Doppler Effect: A change in the observed frequency of a wave, as of sound or light, occurring
when the source and observer are in motion relative to each other, with the frequency increasing
when the source and observer approach each other and decreasing when they move apart. The
motion of the source causes a real shift in frequency of the wave, while the motion of the
observer produces only an apparent shift in frequency.
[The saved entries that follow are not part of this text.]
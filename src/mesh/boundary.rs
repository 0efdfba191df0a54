use super::{CellIdx, SimplicialMesh, SortedFacet, VertexIdx};

use itertools::Itertools;

impl SimplicialMesh {
  pub fn has_boundary(&self) -> bool {
    self.boundary_facets().next().is_some()
  }

  /// For a d-mesh computes the boundary, which consists of facets ((d-1)-simplicies).
  ///
  /// The boundary facets are characterized by the fact that they
  /// only have 1 cell as super entity.
  /// Yields the facet together with this single cell, in facet order.
  pub fn boundary_facets(&self) -> impl Iterator<Item = (&SortedFacet, CellIdx)> + '_ {
    self
      .facets()
      .iter()
      .filter(|(_, cocells)| cocells.len() == 1)
      .map(|(facet, cocells)| (facet, cocells[0]))
  }

  /// The vertices that lie on the boundary of the mesh,
  /// in order of first appearance on the boundary facets.
  pub fn boundary_vertices(&self) -> Vec<VertexIdx> {
    self
      .boundary_facets()
      .flat_map(|(facet, _)| facet.iter().copied())
      .unique()
      .collect()
  }

  pub fn boundary_cells(&self) -> Vec<CellIdx> {
    self
      .boundary_facets()
      .map(|(_, icell)| icell)
      .unique()
      .collect()
  }
}

/// A vertex on the mesh boundary together with a cell containing it.
#[derive(Debug, Clone, Copy, PartialEq, Eq)]
pub struct TraceVertex {
  /// Index of the vertex in the full mesh.
  pub vertex: VertexIdx,
  /// A cell of the full mesh adjacent to the boundary at this vertex.
  pub cell: CellIdx,
  /// Position of `vertex` in the vertex list of `cell`.
  pub ilocal: usize,
}

/// The boundary of a mesh, seen from its vertices.
///
/// Relates every boundary vertex to a volume cell it belongs to,
/// which is what is needed to look up the vertex's degrees of freedom.
#[derive(Debug, Clone, Default)]
pub struct BoundaryTrace {
  vertices: Vec<TraceVertex>,
}

impl BoundaryTrace {
  /// Traverses the boundary facets in mesh order. Every boundary vertex is
  /// recorded once, with the cell of the facet it is first found on.
  pub fn compute(mesh: &SimplicialMesh) -> Self {
    let vertices = mesh
      .boundary_facets()
      .flat_map(|(facet, icell)| facet.iter().map(move |&ivertex| (ivertex, icell)))
      .unique_by(|&(ivertex, _)| ivertex)
      .map(|(vertex, cell)| {
        let ilocal = mesh
          .local_vertex_index(cell, vertex)
          .expect("facet vertices belong to their cell");
        TraceVertex {
          vertex,
          cell,
          ilocal,
        }
      })
      .collect();
    Self { vertices }
  }

  pub fn len(&self) -> usize {
    self.vertices.len()
  }
  pub fn is_empty(&self) -> bool {
    self.vertices.is_empty()
  }
  pub fn iter(&self) -> std::slice::Iter<'_, TraceVertex> {
    self.vertices.iter()
  }
}

impl<'a> IntoIterator for &'a BoundaryTrace {
  type Item = &'a TraceVertex;
  type IntoIter = std::slice::Iter<'a, TraceVertex>;

  fn into_iter(self) -> Self::IntoIter {
    self.vertices.iter()
  }
}
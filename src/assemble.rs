use crate::{
  fe::{ElmatProvider, ElvecProvider},
  space::{DofIdx, DofMap},
  sparse::{GalMat, GalVec},
};

use itertools::Itertools;

/// Assembly algorithm for the Galerkin Matrix.
///
/// Every pair of dofs sharing a cell becomes an entry of the pattern,
/// even if its value vanishes, so that the structure only depends on the
/// dof map.
pub fn assemble_galmat(dof_map: &impl DofMap, elmat: impl ElmatProvider) -> GalMat {
  let mesh = dof_map.mesh();
  let ndofs = dof_map.global_dimension();
  let mut dofs = vec![0; dof_map.local_dimension()];

  let mut triplets: Vec<(DofIdx, DofIdx, f64)> = Vec::new();
  for (icell, cell) in mesh.cells().iter().enumerate() {
    let cell_coords = mesh.coords().simplex_coords(cell);
    let elmat = elmat.eval(&cell_coords);
    assert_eq!(elmat.shape(), (dofs.len(), dofs.len()));

    dof_map.tabulate_dofs(icell, &mut dofs);
    for (ilocal, &iglobal) in dofs.iter().enumerate() {
      for (jlocal, &jglobal) in dofs.iter().enumerate() {
        triplets.push((iglobal, jglobal, elmat[(ilocal, jlocal)]));
      }
    }
  }

  let (rows, cols, values): (Vec<_>, Vec<_>, Vec<_>) = triplets.into_iter().multiunzip();
  let coo = nas::CooMatrix::try_from_triplets(ndofs, ndofs, rows, cols, values)
    .expect("dof map produced dofs out of range");
  GalMat::from_coo(&coo)
}

/// Assembly algorithm for the Galerkin Vector.
pub fn assemble_galvec(dof_map: &impl DofMap, elvec: impl ElvecProvider) -> GalVec {
  let mesh = dof_map.mesh();
  let mut dofs = vec![0; dof_map.local_dimension()];

  let mut galvec = na::DVector::zeros(dof_map.global_dimension());
  for (icell, cell) in mesh.cells().iter().enumerate() {
    let cell_coords = mesh.coords().simplex_coords(cell);
    let elvec = elvec.eval(&cell_coords);

    dof_map.tabulate_dofs(icell, &mut dofs);
    for (ilocal, &iglobal) in dofs.iter().enumerate() {
      galvec[iglobal] += elvec[ilocal];
    }
  }
  GalVec::new(galvec)
}

#[cfg(test)]
mod test {
  use super::*;
  use crate::{fe, mesh::hyperbox::HyperBoxMeshInfo, space::Cg1vCg1DofMap};

  #[test]
  fn pattern_is_full_cell_coupling() {
    let mesh = HyperBoxMeshInfo::new_unit(2, 1).to_mesh();
    let dof_map = Cg1vCg1DofMap::new(&mesh);
    let galmat = assemble_galmat(&dof_map, fe::cg1v_cg1_elmat);

    // 4 vertices, 3 components, vertices 1 and 2 are not connected
    assert_eq!(galmat.nrows(), 12);
    assert_eq!(galmat.row_nnz(0), 12);
    assert_eq!(galmat.row_nnz(1), 9);
    assert_eq!(galmat.get(1, 2), None);
    // vector components do not couple, but the entry is structurally present
    assert_eq!(galmat.get(4, 8), Some(0.0));
  }

  #[test]
  fn load_vector_integrates_constant() {
    let mesh = HyperBoxMeshInfo::new_unit(2, 3).to_mesh();
    let dof_map = Cg1vCg1DofMap::new(&mesh);
    let galvec = assemble_galvec(&dof_map, fe::LoadElvec::new(|_: na::DVectorView<f64>| 2.0));

    let nvertices = mesh.nvertices();
    for component in 0..3 {
      let block = galvec.as_vector().rows(component * nvertices, nvertices);
      assert!((block.sum() - 2.0).abs() < 1e-12);
    }
  }
}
Also called Doppler shift.
Encrypt: To put into code or cipher.
Pulse: A rapid, transient change in the amplitude of a signal from a baseline value to a higher or
lower value, followed by a rapid return to the baseline value.
Triplet: (in SETI@Home) three equally spaced strong pulses.
Threshold: A transitional interval beyond which some new action or different state of affairs is
likely to begin or occur.
Chunk: A thick mass or piece.
Bandwidth: The numerical difference between the upper and lower frequencies of a band of
electromagnetic radiation, especially an assigned range of radio frequencies.
Spike: Short radio burst having large amount of power.
TeraFLOP: Trillion Floating Point Operations. A standard measure of a complexity of a
computation task, related to the number of elementary mathematical operations on real numbers
(additions, multiplications, etc.).
Distributed Computing: A method of solving a large task in parallel, using many machines,
each working on some little piece of the whole task.